/* This file is part of coretune
 *
 * Copyright (C) 2023-2026 coretune developers
 *
 * This program is free software: you can redistribute it and/or modify
 * it under the terms of the GNU Affero General Public License as
 * published by the Free Software Foundation, either version 3 of the
 * License, or (at your option) any later version.
 *
 * This program is distributed in the hope that it will be useful,
 * but WITHOUT ANY WARRANTY; without even the implied warranty of
 * MERCHANTABILITY or FITNESS FOR A PARTICULAR PURPOSE.  See the
 * GNU Affero General Public License for more details.
 *
 * You should have received a copy of the GNU Affero General Public License
 * along with this program.  If not, see <https://www.gnu.org/licenses/>.
 */

//! Thermal control: TM1/TM2 monitoring mode bits and the throttling
//! setpoint. The setpoint is programmed as an offset below Tj_max; the
//! observed effective target is `Temperature_Target - TCC offset`.
//!
//! Two desired targets are kept, one for mains and one for battery. The
//! power-source poller re-applies on a transition so the battery target
//! replaces the mains one while unplugged.

use toml::value::Table;

use crate::{
    msr::{
        layout::{misc_enable, temperature_target},
        read_view, MsrSource,
    },
    persist,
    power::PowerSupply,
    topology::LogicalCpuId,
    tunable::{diff_field, Diff, Tunable},
    Result,
};

use super::{push_toggle, push_value};

/// Observed thermal state for one package.
#[derive(Debug, Clone, Default, PartialEq, Eq)]
pub struct ThermalValues {
    /// Tj_max as programmed, degrees Celsius.
    pub target_temperature: u64,
    /// TCC activation offset below Tj_max, degrees Celsius.
    pub target_temperature_offset: u64,
    pub tm_select: bool,
    pub tm2_enable: bool,
}

impl ThermalValues {
    pub fn read(src: &dyn MsrSource, cpu: LogicalCpuId) -> Result<Self> {
        let target = read_view(src, cpu, temperature_target::ADDR)?;
        let misc = read_view(src, cpu, misc_enable::ADDR)?;

        Ok(Self {
            target_temperature: target.get(temperature_target::TEMPERATURE_TARGET),
            target_temperature_offset: target.get(temperature_target::TCC_ACTIVATION_OFFSET),
            tm_select: misc.bit(misc_enable::TM_SELECT),
            tm2_enable: misc.bit(misc_enable::TM2_ENABLE),
        })
    }

    /// Throttling setpoint actually in force.
    pub fn effective_target(&self) -> u64 {
        self.target_temperature.saturating_sub(self.target_temperature_offset)
    }
}

/// Desired thermal state. `target_temperature_battery` replaces
/// `target_temperature` whenever the host runs on battery.
#[derive(Debug, Clone, Default, PartialEq)]
pub struct ThermalSettings {
    pub target_temperature: Tunable<u64>,
    pub target_temperature_battery: Tunable<u64>,
    pub tm_select: Tunable<bool>,
    pub tm2_enable: Tunable<bool>,
}

impl ThermalSettings {
    /// The target applicable for the given power source. On battery the
    /// battery target wins when armed, otherwise the mains target rules.
    fn applicable_target(&self, supply: PowerSupply) -> &Tunable<u64> {
        if supply == PowerSupply::Battery && self.target_temperature_battery.is_adjust() {
            &self.target_temperature_battery
        } else {
            &self.target_temperature
        }
    }

    pub fn compare(&self, values: &ThermalValues, supply: PowerSupply, diffs: &mut Vec<Diff>) {
        diff_field(
            diffs,
            "Target_Temperature",
            self.applicable_target(supply),
            &values.effective_target(),
        );
        diff_field(diffs, "TM_Select", &self.tm_select, &values.tm_select);
        diff_field(diffs, "TM2_Enable", &self.tm2_enable, &values.tm2_enable);
    }

    pub fn apply_args(&self, argv: &mut Vec<String>, supply: PowerSupply) {
        push_value(argv, self.applicable_target(supply), "--target-temp");
        push_toggle(argv, &self.tm_select, "--tm-select-enable", "--tm-select-disable");
        push_toggle(argv, &self.tm2_enable, "--tm2-enable", "--tm2-disable");
    }

    pub fn shadow(&mut self, values: &ThermalValues) {
        self.target_temperature.shadow(values.effective_target());
        self.target_temperature_battery.shadow(values.effective_target());
        self.tm_select.shadow(values.tm_select);
        self.tm2_enable.shadow(values.tm2_enable);
    }

    pub fn load(&mut self, table: &Table, values: &ThermalValues) {
        let observed = values.effective_target();
        persist::load_u64(table, "Target_Temperature", &mut self.target_temperature, observed);
        persist::load_u64(
            table,
            "Target_Temperature_Battery",
            &mut self.target_temperature_battery,
            observed,
        );
        persist::load_bool(table, "TM_Select", &mut self.tm_select, values.tm_select);
        persist::load_bool(table, "TM2_Enable", &mut self.tm2_enable, values.tm2_enable);
    }

    pub fn save(&self, table: &mut Table) {
        persist::store_u64(table, "Target_Temperature", &self.target_temperature);
        persist::store_u64(table, "Target_Temperature_Battery", &self.target_temperature_battery);
        persist::store_bool(table, "TM_Select", &self.tm_select);
        persist::store_bool(table, "TM2_Enable", &self.tm2_enable);
    }
}
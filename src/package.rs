/* This file is part of coretune
 *
 * Copyright (C) 2023-2026 coretune developers
 *
 * This program is free software: you can redistribute it and/or modify
 * it under the terms of the GNU Affero General Public License as
 * published by the Free Software Foundation, either version 3 of the
 * License, or (at your option) any later version.
 *
 * This program is distributed in the hope that it will be useful,
 * but WITHOUT ANY WARRANTY; without even the implied warranty of
 * MERCHANTABILITY or FITNESS FOR A PARTICULAR PURPOSE.  See the
 * GNU Affero General Public License for more details.
 *
 * You should have received a copy of the GNU Affero General Public License
 * along with this program.  If not, see <https://www.gnu.org/licenses/>.
 */

//! Per-package aggregate: the observed Values and desired Settings of
//! every feature module for one physical package, plus per-module
//! health. Module iteration order is the composition order (thermal,
//! voltage, speed, cpufreq, misc) and never depends on hash iteration,
//! so diffs and argv vectors are reproducible.

use std::path::Path;

use log::error;

use crate::{
    features::{
        cpufreq::{CpuFreqSettings, CpuFreqValues},
        misc::{MiscSettings, MiscValues},
        speed::{SpeedSettings, SpeedValues},
        thermal::{ThermalSettings, ThermalValues},
        voltage::{VoltageSettings, VoltageValues},
    },
    msr::MsrSource,
    persist::SettingsFile,
    power::PowerSupply,
    topology::{CpuIdent, LogicalCpuId, PackageTopology, PhysicalPackageId},
    tunable::Diff,
};

/// Lifecycle state of one package.
#[derive(Debug, Clone, Copy, PartialEq, Eq)]
pub enum PackageState {
    Uninitialized,
    Loaded,
    Synced,
    Dirty,
    Applying,
    Degraded,
}

#[derive(Debug, Clone, Copy, PartialEq, Eq, Default)]
pub enum ModuleHealth {
    #[default]
    Ok,
    /// Some backing reads failed; the module participates with what it
    /// has. Only speed's ratio-limit blocks end up here.
    Partial,
    /// The module's reads failed outright; it sits out Compare and
    /// Apply until a later Read succeeds.
    Failed,
}

impl ModuleHealth {
    pub fn usable(&self) -> bool {
        !matches!(self, Self::Failed)
    }
}

/// Health of each feature module. A failed module ceases to participate
/// in Compare and Apply; the other modules proceed.
#[derive(Debug, Clone, Default, PartialEq, Eq)]
pub struct PackageHealth {
    pub thermal: ModuleHealth,
    pub speed: ModuleHealth,
    pub cpufreq: ModuleHealth,
    pub misc: ModuleHealth,
}

impl PackageHealth {
    pub fn any_degraded(&self) -> bool {
        [self.thermal, self.speed, self.cpufreq, self.misc]
            .iter()
            .any(|h| *h != ModuleHealth::Ok)
    }
}

/// Observed state across all feature modules.
#[derive(Debug, Clone, Default, PartialEq)]
pub struct PackageValues {
    pub thermal: ThermalValues,
    pub voltage: VoltageValues,
    pub speed: SpeedValues,
    pub cpufreq: CpuFreqValues,
    pub misc: MiscValues,
}

/// Desired state across all feature modules.
#[derive(Debug, Clone, Default, PartialEq)]
pub struct PackageSettings {
    pub thermal: ThermalSettings,
    pub voltage: VoltageSettings,
    pub speed: SpeedSettings,
    pub cpufreq: CpuFreqSettings,
    pub misc: MiscSettings,
}

#[derive(Debug, Clone)]
pub struct Package {
    pub id: PhysicalPackageId,
    pub first_cpu: LogicalCpuId,
    pub core_count: usize,
    pub ident: CpuIdent,
    pub values: PackageValues,
    pub settings: PackageSettings,
    pub state: PackageState,
    pub health: PackageHealth,
}

impl Package {
    pub fn new(topo: &PackageTopology) -> Self {
        Self {
            id: topo.id,
            first_cpu: topo.first_logical_cpu(),
            core_count: topo.core_count,
            ident: topo.ident.clone(),
            values: PackageValues::default(),
            settings: PackageSettings::default(),
            state: PackageState::Uninitialized,
            health: PackageHealth::default(),
        }
    }

    /// Decode MSRs and sysfs into Values. Each module reads
    /// independently; a failure degrades only its owner. With `shadow`
    /// set, disarmed settings are cosmetically updated to the fresh
    /// observations (startup and post-apply reads); Refresh passes
    /// false and leaves Settings untouched.
    pub fn read(&mut self, msr: &dyn MsrSource, sysfs_root: &Path, shadow: bool) {
        match ThermalValues::read(msr, self.first_cpu) {
            Ok(v) => {
                self.values.thermal = v;
                self.health.thermal = ModuleHealth::Ok;
            }
            Err(e) => {
                error!(target: "package", "package {}: thermal read failed: {}", self.id, e);
                self.health.thermal = ModuleHealth::Failed;
            }
        }

        match SpeedValues::read(msr, self.first_cpu, &self.ident) {
            Ok(v) => {
                // Partial ratio-limit failures keep the readable blocks
                // usable but flag the module.
                self.health.speed =
                    if v.fully_valid() { ModuleHealth::Ok } else { ModuleHealth::Partial };
                self.values.speed = v;
            }
            Err(e) => {
                error!(target: "package", "package {}: speed read failed: {}", self.id, e);
                self.health.speed = ModuleHealth::Failed;
            }
        }

        match CpuFreqValues::read(sysfs_root, self.first_cpu) {
            Ok(v) => {
                self.values.cpufreq = v;
                self.health.cpufreq = ModuleHealth::Ok;
            }
            Err(e) => {
                error!(target: "package", "package {}: cpufreq read failed: {}", self.id, e);
                self.health.cpufreq = ModuleHealth::Failed;
            }
        }

        match MiscValues::read(msr, self.first_cpu) {
            Ok(v) => {
                self.values.misc = v;
                self.health.misc = ModuleHealth::Ok;
            }
            Err(e) => {
                error!(target: "package", "package {}: misc read failed: {}", self.id, e);
                self.health.misc = ModuleHealth::Failed;
            }
        }

        if shadow {
            self.shadow_settings();
        }
    }

    /// Cosmetic settings refresh from the current Values; armed fields
    /// are never touched.
    pub fn shadow_settings(&mut self) {
        if self.health.thermal == ModuleHealth::Ok {
            self.settings.thermal.shadow(&self.values.thermal);
        }
        self.settings.voltage.shadow(&self.values.voltage);
        if self.health.speed.usable() {
            self.settings.speed.shadow(&self.values.speed);
        }
        if self.health.cpufreq == ModuleHealth::Ok {
            self.settings.cpufreq.shadow(&self.values.cpufreq);
        }
        if self.health.misc == ModuleHealth::Ok {
            self.settings.misc.shadow(&self.values.misc);
        }
    }

    /// Diff desired against observed for every armed field of every
    /// healthy module, in module order.
    pub fn compare(&self, supply: PowerSupply) -> Vec<Diff> {
        let mut diffs = vec![];
        if self.health.thermal == ModuleHealth::Ok {
            self.settings.thermal.compare(&self.values.thermal, supply, &mut diffs);
        }
        self.settings.voltage.compare(&self.values.voltage, &mut diffs);
        // A partial speed module still compares its readable ratio
        // blocks; the invalid slots are skipped inside.
        if self.health.speed.usable() {
            self.settings.speed.compare(&self.values.speed, self.core_count, &mut diffs);
        }
        if self.health.cpufreq == ModuleHealth::Ok {
            self.settings.cpufreq.compare(&self.values.cpufreq, &mut diffs);
        }
        if self.health.misc == ModuleHealth::Ok {
            self.settings.misc.compare(&self.values.misc, &mut diffs);
        }
        diffs
    }

    /// Compose the helper command for this package: the fixed preamble
    /// followed by every healthy module's fragment. A result of exactly
    /// [`Self::PREAMBLE_LEN`] entries means nothing is armed and no
    /// invocation is needed.
    pub fn apply_args(&self, helper: &str, supply: PowerSupply) -> Vec<String> {
        let mut argv = vec![
            helper.to_string(),
            "-v".to_string(),
            "-p".to_string(),
            self.id.to_string(),
        ];

        if self.health.thermal == ModuleHealth::Ok {
            self.settings.thermal.apply_args(&mut argv, supply);
        }
        self.settings.voltage.apply_args(&mut argv);
        if self.health.speed.usable() {
            self.settings.speed.apply_args(&mut argv, &self.values.speed, self.core_count);
        }
        if self.health.cpufreq == ModuleHealth::Ok {
            self.settings.cpufreq.apply_args(&mut argv, &self.values.cpufreq);
        }
        if self.health.misc == ModuleHealth::Ok {
            self.settings.misc.apply_args(&mut argv);
        }
        argv
    }

    pub const PREAMBLE_LEN: usize = 4;

    /// Load Settings from the `ProcessorN` group, synthesizing defaults
    /// from the current Values for missing keys.
    pub fn load(&mut self, cfg: &SettingsFile) {
        let name = SettingsFile::processor_group(self.id);
        let empty = toml::value::Table::new();
        let table = cfg.group(&name).unwrap_or(&empty);

        self.settings.thermal.load(table, &self.values.thermal);
        self.settings.voltage.load(table, &self.values.voltage);
        self.settings.speed.load(table, &self.values.speed);
        self.settings.cpufreq.load(table, &self.values.cpufreq);
        self.settings.misc.load(table, &self.values.misc);
        self.state = PackageState::Loaded;
    }

    /// Write Settings into the `ProcessorN` group.
    pub fn save(&self, cfg: &mut SettingsFile) {
        let name = SettingsFile::processor_group(self.id);
        let table = cfg.group_mut(&name);
        self.settings.thermal.save(table);
        self.settings.voltage.save(table);
        self.settings.speed.save(table);
        self.settings.cpufreq.save(table);
        self.settings.misc.save(table);
    }
}
/* This file is part of coretune
 *
 * Copyright (C) 2023-2026 coretune developers
 *
 * This program is free software: you can redistribute it and/or modify
 * it under the terms of the GNU Affero General Public License as
 * published by the Free Software Foundation, either version 3 of the
 * License, or (at your option) any later version.
 *
 * This program is distributed in the hope that it will be useful,
 * but WITHOUT ANY WARRANTY; without even the implied warranty of
 * MERCHANTABILITY or FITNESS FOR A PARTICULAR PURPOSE.  See the
 * GNU Affero General Public License for more details.
 *
 * You should have received a copy of the GNU Affero General Public License
 * along with this program.  If not, see <https://www.gnu.org/licenses/>.
 */

//! The desired/enabled pair behind every tunable field, and the diff
//! record Compare produces.
//!
//! The pair is kept (instead of an `Option`-shaped sum) because
//! persistence stores the desired value even while the field is not
//! being adjusted. The mask invariant lives here and nowhere else:
//! Compare and Apply only ever see the value through [`Tunable::get`],
//! which yields nothing while `adjust` is off.

use std::fmt;

/// One tunable field: the user's desired value plus the "do adjust"
/// gate. The UI tri-state maps on/off/value to `set` and "do not
/// adjust" to `clear`.
#[derive(Debug, Clone, PartialEq)]
pub struct Tunable<T> {
    value: T,
    adjust: bool,
}

impl<T: Clone + PartialEq> Tunable<T> {
    pub fn new(value: T) -> Self {
        Self { value, adjust: false }
    }

    /// Set a desired value and arm the field for Compare/Apply.
    pub fn set(&mut self, value: T) {
        self.value = value;
        self.adjust = true;
    }

    /// Stop adjusting. The stored value stays for display/persistence.
    pub fn clear(&mut self) {
        self.adjust = false;
    }

    /// The desired value, only while the field is armed.
    pub fn get(&self) -> Option<&T> {
        if self.adjust {
            Some(&self.value)
        } else {
            None
        }
    }

    /// The stored value regardless of the gate. Display and persistence
    /// only; never feed this to Compare or Apply.
    pub fn stored(&self) -> &T {
        &self.value
    }

    pub fn is_adjust(&self) -> bool {
        self.adjust
    }

    /// Shadow the stored value with a just-observed one so displays stay
    /// meaningful. Cosmetic: does nothing while armed, never arms.
    pub fn shadow(&mut self, observed: T) {
        if !self.adjust {
            self.value = observed;
        }
    }

    /// Restore both halves of the pair, used by persistence load.
    pub fn restore(&mut self, value: T, adjust: bool) {
        self.value = value;
        self.adjust = adjust;
    }
}

impl<T: Clone + PartialEq + Default> Default for Tunable<T> {
    fn default() -> Self {
        Self::new(T::default())
    }
}

/// One Compare finding: an armed field whose observed value differs from
/// the desired one.
#[derive(Debug, Clone, PartialEq, Eq)]
pub struct Diff {
    pub field: &'static str,
    pub desired: String,
    pub observed: String,
}

impl fmt::Display for Diff {
    fn fmt(&self, f: &mut fmt::Formatter) -> fmt::Result {
        write!(f, "{}: want {}, have {}", self.field, self.desired, self.observed)
    }
}

/// Compare one armed field against its observed value, recording a diff
/// on mismatch. Disarmed fields never contribute.
pub fn diff_field<T>(diffs: &mut Vec<Diff>, field: &'static str, tunable: &Tunable<T>, observed: &T)
where
    T: Clone + PartialEq + fmt::Display,
{
    if let Some(desired) = tunable.get() {
        if desired != observed {
            diffs.push(Diff {
                field,
                desired: desired.to_string(),
                observed: observed.to_string(),
            });
        }
    }
}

--- What you will do ---
The lines above starting at the one that contains "independently; a failure" and ending at the one that contains "leaves Settings untouched." must be transcribed exactly, and no other lines may appear.

--- Response ---
    /// independently; a failure degrades only its owner. With `shadow`
    /// set, disarmed settings are cosmetically updated to the fresh
    /// observations (startup and post-apply reads); Refresh passes
    /// false and leaves Settings untouched.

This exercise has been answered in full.